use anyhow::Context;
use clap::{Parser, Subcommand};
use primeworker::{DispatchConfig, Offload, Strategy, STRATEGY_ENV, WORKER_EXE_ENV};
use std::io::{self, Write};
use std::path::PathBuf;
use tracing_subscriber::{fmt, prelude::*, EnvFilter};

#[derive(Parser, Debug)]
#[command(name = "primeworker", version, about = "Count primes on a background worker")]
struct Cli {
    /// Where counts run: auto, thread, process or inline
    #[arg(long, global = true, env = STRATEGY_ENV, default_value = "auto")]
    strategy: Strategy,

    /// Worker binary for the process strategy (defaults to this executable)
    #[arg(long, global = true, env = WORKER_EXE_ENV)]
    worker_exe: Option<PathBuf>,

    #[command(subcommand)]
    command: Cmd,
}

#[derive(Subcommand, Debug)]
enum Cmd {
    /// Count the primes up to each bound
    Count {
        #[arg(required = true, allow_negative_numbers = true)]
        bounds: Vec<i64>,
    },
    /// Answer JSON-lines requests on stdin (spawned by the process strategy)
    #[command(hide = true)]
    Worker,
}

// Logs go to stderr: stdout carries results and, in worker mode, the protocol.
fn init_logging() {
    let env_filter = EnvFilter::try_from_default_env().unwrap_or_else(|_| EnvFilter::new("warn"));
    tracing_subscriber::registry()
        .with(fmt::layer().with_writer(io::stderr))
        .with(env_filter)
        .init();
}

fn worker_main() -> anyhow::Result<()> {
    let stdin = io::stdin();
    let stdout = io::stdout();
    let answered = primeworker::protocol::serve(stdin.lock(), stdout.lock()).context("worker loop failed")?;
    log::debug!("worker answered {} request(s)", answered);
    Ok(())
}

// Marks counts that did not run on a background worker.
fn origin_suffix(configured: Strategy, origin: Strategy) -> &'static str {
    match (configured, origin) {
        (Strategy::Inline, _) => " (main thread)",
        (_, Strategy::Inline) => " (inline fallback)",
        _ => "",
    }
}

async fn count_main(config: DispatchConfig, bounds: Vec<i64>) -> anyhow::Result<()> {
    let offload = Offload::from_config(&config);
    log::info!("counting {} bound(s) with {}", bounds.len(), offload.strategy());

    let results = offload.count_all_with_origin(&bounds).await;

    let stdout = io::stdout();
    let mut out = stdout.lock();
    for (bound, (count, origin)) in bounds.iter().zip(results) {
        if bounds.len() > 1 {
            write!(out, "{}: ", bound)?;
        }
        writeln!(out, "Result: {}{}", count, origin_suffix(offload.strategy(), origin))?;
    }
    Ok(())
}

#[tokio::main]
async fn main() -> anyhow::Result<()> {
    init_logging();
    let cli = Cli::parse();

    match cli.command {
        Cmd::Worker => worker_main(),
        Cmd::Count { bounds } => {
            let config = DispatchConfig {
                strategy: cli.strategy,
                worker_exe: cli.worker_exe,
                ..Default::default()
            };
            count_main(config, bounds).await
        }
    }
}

• • • • •

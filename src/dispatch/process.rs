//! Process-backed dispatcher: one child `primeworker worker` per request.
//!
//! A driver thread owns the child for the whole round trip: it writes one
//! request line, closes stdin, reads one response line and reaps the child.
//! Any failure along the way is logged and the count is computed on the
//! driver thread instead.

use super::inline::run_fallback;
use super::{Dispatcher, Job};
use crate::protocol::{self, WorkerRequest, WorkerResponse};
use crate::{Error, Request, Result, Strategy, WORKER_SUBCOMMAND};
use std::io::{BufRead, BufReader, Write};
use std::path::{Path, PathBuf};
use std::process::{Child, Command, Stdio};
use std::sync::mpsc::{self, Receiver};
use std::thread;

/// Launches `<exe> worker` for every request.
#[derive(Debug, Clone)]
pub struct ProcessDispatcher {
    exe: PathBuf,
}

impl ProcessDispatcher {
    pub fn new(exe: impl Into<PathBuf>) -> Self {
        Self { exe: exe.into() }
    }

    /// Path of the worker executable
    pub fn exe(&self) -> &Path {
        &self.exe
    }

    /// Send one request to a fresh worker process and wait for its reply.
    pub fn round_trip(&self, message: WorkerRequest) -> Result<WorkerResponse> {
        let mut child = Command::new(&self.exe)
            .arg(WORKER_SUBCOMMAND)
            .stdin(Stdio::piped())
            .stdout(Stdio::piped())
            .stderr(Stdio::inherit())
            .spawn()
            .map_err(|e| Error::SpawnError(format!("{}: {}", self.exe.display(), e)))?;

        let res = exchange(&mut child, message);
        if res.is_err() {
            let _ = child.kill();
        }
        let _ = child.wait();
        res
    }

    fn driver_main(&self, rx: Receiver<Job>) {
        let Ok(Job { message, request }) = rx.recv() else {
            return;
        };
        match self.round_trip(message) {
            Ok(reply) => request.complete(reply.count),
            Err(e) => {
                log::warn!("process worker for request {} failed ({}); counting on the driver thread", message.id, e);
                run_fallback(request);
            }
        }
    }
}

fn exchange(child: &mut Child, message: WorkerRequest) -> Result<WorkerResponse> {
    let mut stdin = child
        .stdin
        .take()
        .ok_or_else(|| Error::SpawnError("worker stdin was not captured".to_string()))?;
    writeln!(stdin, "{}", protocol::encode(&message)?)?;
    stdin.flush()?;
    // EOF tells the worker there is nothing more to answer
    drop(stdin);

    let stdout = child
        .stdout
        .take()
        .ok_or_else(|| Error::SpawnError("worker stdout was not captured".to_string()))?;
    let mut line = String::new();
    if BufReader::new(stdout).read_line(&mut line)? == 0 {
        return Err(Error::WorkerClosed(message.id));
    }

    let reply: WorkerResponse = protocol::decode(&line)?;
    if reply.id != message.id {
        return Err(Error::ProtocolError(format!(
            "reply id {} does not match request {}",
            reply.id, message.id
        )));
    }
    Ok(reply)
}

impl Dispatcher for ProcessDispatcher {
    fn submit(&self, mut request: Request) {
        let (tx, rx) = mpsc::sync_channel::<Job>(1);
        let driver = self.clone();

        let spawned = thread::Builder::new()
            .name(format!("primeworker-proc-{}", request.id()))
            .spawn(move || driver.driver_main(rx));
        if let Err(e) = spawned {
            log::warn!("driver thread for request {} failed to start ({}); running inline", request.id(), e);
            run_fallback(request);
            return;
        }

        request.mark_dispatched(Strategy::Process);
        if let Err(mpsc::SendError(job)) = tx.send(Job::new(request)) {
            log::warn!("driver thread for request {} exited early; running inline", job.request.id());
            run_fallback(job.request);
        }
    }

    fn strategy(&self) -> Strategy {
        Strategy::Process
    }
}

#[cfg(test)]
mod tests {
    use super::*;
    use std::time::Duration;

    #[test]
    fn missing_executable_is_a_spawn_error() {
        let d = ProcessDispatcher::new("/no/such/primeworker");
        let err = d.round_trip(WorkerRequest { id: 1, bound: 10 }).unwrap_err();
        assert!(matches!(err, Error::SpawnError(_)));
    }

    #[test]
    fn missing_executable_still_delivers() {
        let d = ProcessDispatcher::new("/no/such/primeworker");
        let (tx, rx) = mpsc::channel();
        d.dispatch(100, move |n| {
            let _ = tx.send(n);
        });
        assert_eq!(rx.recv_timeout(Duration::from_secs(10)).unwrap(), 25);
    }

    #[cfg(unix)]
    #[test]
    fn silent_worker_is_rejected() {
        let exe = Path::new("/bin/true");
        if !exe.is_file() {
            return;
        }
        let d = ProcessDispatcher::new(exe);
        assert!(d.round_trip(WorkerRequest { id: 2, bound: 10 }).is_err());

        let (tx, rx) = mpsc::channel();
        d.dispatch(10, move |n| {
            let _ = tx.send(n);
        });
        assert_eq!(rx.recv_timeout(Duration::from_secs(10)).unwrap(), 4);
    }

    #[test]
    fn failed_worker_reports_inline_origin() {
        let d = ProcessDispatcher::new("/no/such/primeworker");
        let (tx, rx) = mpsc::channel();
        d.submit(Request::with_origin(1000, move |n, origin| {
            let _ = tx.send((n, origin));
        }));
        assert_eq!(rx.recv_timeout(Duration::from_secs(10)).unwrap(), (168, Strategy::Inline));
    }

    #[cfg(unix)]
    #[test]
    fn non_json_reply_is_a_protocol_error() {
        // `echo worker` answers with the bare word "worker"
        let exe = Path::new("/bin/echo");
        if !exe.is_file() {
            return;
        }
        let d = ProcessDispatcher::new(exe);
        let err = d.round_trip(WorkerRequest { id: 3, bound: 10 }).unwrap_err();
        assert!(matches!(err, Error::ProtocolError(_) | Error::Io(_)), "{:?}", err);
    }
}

• • • • •

→ **Exercise requirements**
Copy the lines of the data above exactly as written, beginning with the line containing "use anyhow::Context;" and ending with the line containing "#[arg(long, global = true, env = WORKER_EXE_ENV)]", and leave out all other lines.

→ **Reply**
use anyhow::Context;
use clap::{Parser, Subcommand};
use primeworker::{DispatchConfig, Offload, Strategy, STRATEGY_ENV, WORKER_EXE_ENV};
use std::io::{self, Write};
use std::path::PathBuf;
use tracing_subscriber::{fmt, prelude::*, EnvFilter};

#[derive(Parser, Debug)]
#[command(name = "primeworker", version, about = "Count primes on a background worker")]
struct Cli {
    /// Where counts run: auto, thread, process or inline
    #[arg(long, global = true, env = STRATEGY_ENV, default_value = "auto")]
    strategy: Strategy,

    /// Worker binary for the process strategy (defaults to this executable)
    #[arg(long, global = true, env = WORKER_EXE_ENV)]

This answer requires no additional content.